REQUIRED ACTION -> Beginning at the top of the data below, write out every line exactly until you reach the line with "pub enum LinkKind", and include that line.

AVAILABLE RECORDS ->

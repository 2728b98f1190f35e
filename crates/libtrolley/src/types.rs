// SPDX-License-Identifier: MIT OR Apache-2.0

use chrono::{DateTime, Utc};
use serde::{Deserialize, Serialize};

/// whether a price record is the current offer for its product/store pair.
#[derive(Debug, Clone, Copy, PartialEq, Eq, Hash, Default, Serialize, Deserialize)]
pub enum PriceStatus {
    #[default]
    #[serde(rename = "A")]
    Active,
    #[serde(rename = "I")]
    Inactive,
}

impl PriceStatus {
    pub const fn is_active(self) -> bool {
        matches!(self, Self::Active)
    }
}

impl std::fmt::Display for PriceStatus {
    fn fmt(&self, f: &mut std::fmt::Formatter<'_>) -> std::fmt::Result {
        match self {
            Self::Active => write!(f, "A"),
            Self::Inactive => write!(f, "I"),
        }
    }
}

/// the two kinds of record a shopping-list link can point at.
#[derive(Debug, Clone, Copy, PartialEq, Eq, Hash, Serialize, Deserialize)]
#[serde(rename_all = "camelCase")]
pub enum LinkKind {
    StapleShoppingList,
    Price,
}

/// the record a shopping-list link points at. exactly one is set per link.
#[derive(Debug, Clone, PartialEq, Eq, Hash, Serialize, Deserialize)]
#[serde(untagged)]
pub enum LinkTarget {
    StapleShoppingList {
        #[serde(rename = "stapleShoppingListId")]
        staple_shopping_list_id: String,
    },
    Price {
        #[serde(rename = "masterProductPriceId", alias = "productPriceId")]
        price_id: String,
    },
}

impl LinkTarget {
    pub fn staple_shopping_list(id: impl Into<String>) -> Self {
        Self::StapleShoppingList {
            staple_shopping_list_id: id.into(),
        }
    }

    pub fn price(id: impl Into<String>) -> Self {
        Self::Price {
            price_id: id.into(),
        }
    }

    pub fn id(&self) -> &str {
        match self {
            Self::StapleShoppingList {
                staple_shopping_list_id,
            } => staple_shopping_list_id,
            Self::Price { price_id } => price_id,
        }
    }

    pub const fn kind(&self) -> LinkKind {
        match self {
            Self::StapleShoppingList { .. } => LinkKind::StapleShoppingList,
            Self::Price { .. } => LinkKind::Price,
        }
    }
}

/// join record placing a staple list or a special price on a user's shopping list.
#[derive(Debug, Clone, PartialEq, Serialize, Deserialize)]
#[serde(rename_all = "camelCase")]
pub struct ShoppingListLink {
    #[serde(default)]
    pub id: String,
    pub user_id: String,
    #[serde(flatten)]
    pub target: LinkTarget,
    #[serde(default, skip_serializing_if = "Option::is_none")]
    pub name: Option<String>,
    #[serde(default, skip_serializing_if = "Option::is_none")]
    pub description: Option<String>,
    #[serde(default, skip_serializing_if = "Option::is_none")]
    pub done_date: Option<DateTime<Utc>>,
    #[serde(default, skip_serializing_if = "Option::is_none")]
    pub removed_by_user_id: Option<String>,
}

impl ShoppingListLink {
    pub fn new(user_id: impl Into<String>, target: LinkTarget) -> Self {
        Self {
            id: String::new(),
            user_id: user_id.into(),
            target,
            name: None,
            description: None,
            done_date: None,
            removed_by_user_id: None,
        }
    }

    pub fn with_name(mut self, name: Option<String>) -> Self {
        self.name = name;
        self
    }

    /// a link is live until it is marked done or removed.
    pub fn is_live(&self) -> bool {
        self.done_date.is_none() && self.removed_by_user_id.is_none()
    }
}

#[derive(Debug, Clone, Default, PartialEq, Serialize, Deserialize)]
#[serde(rename_all = "camelCase", default)]
pub struct MasterProduct {
    pub id: String,
    pub name: String,
    #[serde(skip_serializing_if = "Option::is_none")]
    pub description: Option<String>,
    #[serde(skip_serializing_if = "Option::is_none")]
    pub image_url: Option<String>,
    #[serde(skip_serializing_if = "Option::is_none")]
    pub barcode: Option<String>,
    #[serde(skip_serializing_if = "Option::is_none")]
    pub size: Option<String>,
}

#[derive(Debug, Clone, Default, PartialEq, Serialize, Deserialize)]
#[serde(rename_all = "camelCase", default)]
pub struct Store {
    pub id: String,
    #[serde(skip_serializing_if = "Option::is_none")]
    pub key: Option<String>,
    pub name: String,
    #[serde(skip_serializing_if = "Option::is_none")]
    pub image_url: Option<String>,
    #[serde(skip_serializing_if = "Option::is_none")]
    pub parent_store_id: Option<String>,
    #[serde(skip_serializing_if = "Option::is_none")]
    pub parent_store: Option<Box<Store>>,
}

#[derive(Debug, Clone, Default, PartialEq, Serialize, Deserialize)]
#[serde(rename_all = "camelCase", default)]
pub struct Tag {
    pub id: String,
    #[serde(skip_serializing_if = "Option::is_none")]
    pub key: Option<String>,
    pub name: String,
    #[serde(skip_serializing_if = "Option::is_none")]
    pub weight: Option<i32>,
    pub for_display: bool,
    pub parent_tag_ids: Vec<String>,
    #[serde(skip_serializing_if = "Vec::is_empty")]
    pub parent_tags: Vec<Tag>,
}

/// a user's recurring list entry; templates carry no user id.
#[derive(Debug, Clone, Default, PartialEq, Serialize, Deserialize)]
#[serde(rename_all = "camelCase", default)]
pub struct StapleShoppingList {
    pub id: String,
    #[serde(skip_serializing_if = "Option::is_none")]
    pub user_id: Option<String>,
    pub name: String,
    pub tag_ids: Vec<String>,
    #[serde(skip_serializing_if = "Vec::is_empty")]
    pub tags: Vec<Tag>,
}

#[derive(Debug, Clone, Default, PartialEq, Serialize, Deserialize)]
#[serde(rename_all = "camelCase", default)]
pub struct StapleItem {
    pub id: String,
    pub user_id: String,
    pub name: String,
    #[serde(skip_serializing_if = "Option::is_none")]
    pub description: Option<String>,
    #[serde(skip_serializing_if = "Option::is_none")]
    pub image_url: Option<String>,
    pub popular: bool,
    pub tag_ids: Vec<String>,
    #[serde(skip_serializing_if = "Vec::is_empty")]
    pub tags: Vec<Tag>,
}

#[derive(Debug, Clone, Default, PartialEq, Serialize, Deserialize)]
#[serde(rename_all = "camelCase", default)]
pub struct MultiBuyInfo {
    #[serde(skip_serializing_if = "Option::is_none")]
    pub award_quantity: Option<u32>,
    #[serde(skip_serializing_if = "Option::is_none")]
    pub award_value: Option<f64>,
}

#[derive(Debug, Clone, Default, PartialEq, Serialize, Deserialize)]
#[serde(rename_all = "camelCase", default)]
pub struct UnitPrice {
    #[serde(skip_serializing_if = "Option::is_none")]
    pub price: Option<f64>,
    #[serde(skip_serializing_if = "Option::is_none")]
    pub size: Option<String>,
}

#[derive(Debug, Clone, Default, PartialEq, Serialize, Deserialize)]
#[serde(rename_all = "camelCase", default)]
pub struct PriceDetails {
    #[serde(skip_serializing_if = "Option::is_none")]
    pub special_type: Option<String>,
    #[serde(skip_serializing_if = "Option::is_none")]
    pub current_price: Option<f64>,
    #[serde(skip_serializing_if = "Option::is_none")]
    pub was_price: Option<f64>,
    #[serde(skip_serializing_if = "Option::is_none")]
    pub multi_buy_info: Option<MultiBuyInfo>,
    #[serde(skip_serializing_if = "Option::is_none")]
    pub unit_price: Option<UnitPrice>,
}

/// a store-and-time-scoped priced offer for a master product.
#[derive(Debug, Clone, Default, PartialEq, Serialize, Deserialize)]
#[serde(rename_all = "camelCase", default)]
pub struct PriceRecord {
    pub id: String,
    pub master_product_id: String,
    pub store_id: String,
    pub status: PriceStatus,
    pub special: bool,
    pub price_details: PriceDetails,
    #[serde(skip_serializing_if = "Option::is_none")]
    pub price_to_display: Option<f64>,
    #[serde(skip_serializing_if = "Option::is_none")]
    pub saving: Option<f64>,
    #[serde(skip_serializing_if = "Option::is_none")]
    pub saving_percentage: Option<f64>,
    #[serde(skip_serializing_if = "Option::is_none")]
    pub offer_end_date: Option<DateTime<Utc>>,
    #[serde(skip_serializing_if = "Option::is_none")]
    pub created_at: Option<DateTime<Utc>>,
    pub tag_ids: Vec<String>,
    #[serde(skip_serializing_if = "Option::is_none")]
    pub name: Option<String>,
    #[serde(skip_serializing_if = "Option::is_none")]
    pub description: Option<String>,
    #[serde(skip_serializing_if = "Option::is_none")]
    pub master_product: Option<MasterProduct>,
    #[serde(skip_serializing_if = "Option::is_none")]
    pub store: Option<Store>,
    #[serde(skip_serializing_if = "Vec::is_empty")]
    pub tags: Vec<Tag>,
}

impl PriceRecord {
    /// product name when the master product is joined, else the record's own name.
    pub fn display_name(&self) -> &str {
        self.master_product
            .as_ref()
            .map(|p| p.name.as_str())
            .or(self.name.as_deref())
            .unwrap_or_default()
    }

    pub fn display_description(&self) -> Option<&str> {
        self.master_product
            .as_ref()
            .and_then(|p| p.description.as_deref())
            .or(self.description.as_deref())
    }

    /// key shared by all price records of one product at one store.
    pub fn product_store_key(&self) -> (&str, &str) {
        (&self.master_product_id, &self.store_id)
    }
}

/// display fields of a special on the consolidated shopping list.
#[derive(Debug, Clone, PartialEq, Serialize)]
#[serde(rename_all = "camelCase")]
pub struct SpecialDetails {
    pub special_id: String,
    #[serde(skip_serializing_if = "Option::is_none")]
    pub description: Option<String>,
    #[serde(skip_serializing_if = "Option::is_none")]
    pub image_url: Option<String>,
    #[serde(skip_serializing_if = "Option::is_none")]
    pub barcode: Option<String>,
    #[serde(skip_serializing_if = "Option::is_none")]
    pub size: Option<String>,
    #[serde(skip_serializing_if = "Option::is_none")]
    pub special_type: Option<String>,
    #[serde(skip_serializing_if = "Option::is_none")]
    pub price_to_display: Option<f64>,
    #[serde(skip_serializing_if = "Option::is_none")]
    pub saving: Option<f64>,
    #[serde(skip_serializing_if = "Option::is_none")]
    pub saving_percentage: Option<f64>,
    #[serde(skip_serializing_if = "Option::is_none")]
    pub current_price: Option<f64>,
    #[serde(skip_serializing_if = "Option::is_none")]
    pub was_price: Option<f64>,
    #[serde(skip_serializing_if = "Option::is_none")]
    pub multi_buy: Option<MultiBuyInfo>,
    #[serde(skip_serializing_if = "Option::is_none")]
    pub store_name: Option<String>,
    #[serde(skip_serializing_if = "Option::is_none")]
    pub store_image_url: Option<String>,
    #[serde(skip_serializing_if = "Option::is_none")]
    pub unit_price: Option<UnitPrice>,
    #[serde(skip_serializing_if = "Option::is_none")]
    pub offer_end_date: Option<DateTime<Utc>>,
}

impl SpecialDetails {
    /// takes display fields from `source` while keeping `special_id` as the link identity.
    pub fn from_price(special_id: impl Into<String>, source: &PriceRecord) -> Self {
        let product = source.master_product.as_ref();
        let details = &source.price_details;

        Self {
            special_id: special_id.into(),
            description: source.display_description().map(str::to_string),
            image_url: product.and_then(|p| p.image_url.clone()),
            barcode: product.and_then(|p| p.barcode.clone()),
            size: product.and_then(|p| p.size.clone()),
            special_type: details.special_type.clone(),
            price_to_display: source.price_to_display,
            saving: source.saving,
            saving_percentage: source.saving_percentage,
            current_price: details.current_price,
            was_price: details.was_price,
            multi_buy: details.multi_buy_info.clone(),
            store_name: source.store.as_ref().map(|s| s.name.clone()),
            store_image_url: source.store.as_ref().and_then(|s| s.image_url.clone()),
            unit_price: details.unit_price.clone(),
            offer_end_date: source.offer_end_date,
        }
    }
}

#[derive(Debug, Clone, PartialEq, Serialize)]
#[serde(untagged)]
pub enum RowTarget {
    StapleShoppingList {
        #[serde(rename = "stapleShoppingListId")]
        staple_shopping_list_id: String,
    },
    Special(Box<SpecialDetails>),
}

impl RowTarget {
    pub fn id(&self) -> &str {
        match self {
            Self::StapleShoppingList {
                staple_shopping_list_id,
            } => staple_shopping_list_id,
            Self::Special(details) => &details.special_id,
        }
    }

    pub const fn kind(&self) -> LinkKind {
        match self {
            Self::StapleShoppingList { .. } => LinkKind::StapleShoppingList,
            Self::Special(_) => LinkKind::Price,
        }
    }
}

/// one de-duplicated shopping-list display entry.
#[derive(Debug, Clone, PartialEq, Serialize)]
#[serde(rename_all = "camelCase")]
pub struct ConsolidatedRow {
    pub id: String,
    pub shopping_list_ids: Vec<String>,
    pub name: String,
    pub quantity: usize,
    pub status: PriceStatus,
    pub comments: String,
    #[serde(flatten)]
    pub target: RowTarget,
}

impl ConsolidatedRow {
    pub fn staple(staple: &StapleShoppingList, shopping_list_ids: Vec<String>) -> Self {
        Self::build(
            staple.name.clone(),
            PriceStatus::Active,
            RowTarget::StapleShoppingList {
                staple_shopping_list_id: staple.id.clone(),
            },
            shopping_list_ids,
        )
    }

    /// `special_id` is the linked record; `source` supplies the display fields.
    pub fn special(
        special_id: &str,
        source: &PriceRecord,
        shopping_list_ids: Vec<String>,
    ) -> Self {
        Self::build(
            source.display_name().to_string(),
            source.status,
            RowTarget::Special(Box::new(SpecialDetails::from_price(special_id, source))),
            shopping_list_ids,
        )
    }

    fn build(
        name: String,
        status: PriceStatus,
        target: RowTarget,
        shopping_list_ids: Vec<String>,
    ) -> Self {
        Self {
            id: format!("shoppingList-{}", target.id()),
            quantity: shopping_list_ids.len(),
            shopping_list_ids,
            name,
            status,
            comments: String::new(),
            target,
        }
    }
}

RESULT FOR THIS EXERCISE ->
repository 2728b98f1190f35e
filename crates/libtrolley/src/types.rs
// SPDX-License-Identifier: MIT OR Apache-2.0

use chrono::{DateTime, Utc};
use serde::{Deserialize, Serialize};

/// whether a price record is the current offer for its product/store pair.
#[derive(Debug, Clone, Copy, PartialEq, Eq, Hash, Default, Serialize, Deserialize)]
pub enum PriceStatus {
    #[default]
    #[serde(rename = "A")]
    Active,
    #[serde(rename = "I")]
    Inactive,
}

impl PriceStatus {
    pub const fn is_active(self) -> bool {
        matches!(self, Self::Active)
    }
}

impl std::fmt::Display for PriceStatus {
    fn fmt(&self, f: &mut std::fmt::Formatter<'_>) -> std::fmt::Result {
        match self {
            Self::Active => write!(f, "A"),
            Self::Inactive => write!(f, "I"),
        }
    }
}

/// the two kinds of record a shopping-list link can point at.
#[derive(Debug, Clone, Copy, PartialEq, Eq, Hash, Serialize, Deserialize)]
#[serde(rename_all = "camelCase")]
pub enum LinkKind {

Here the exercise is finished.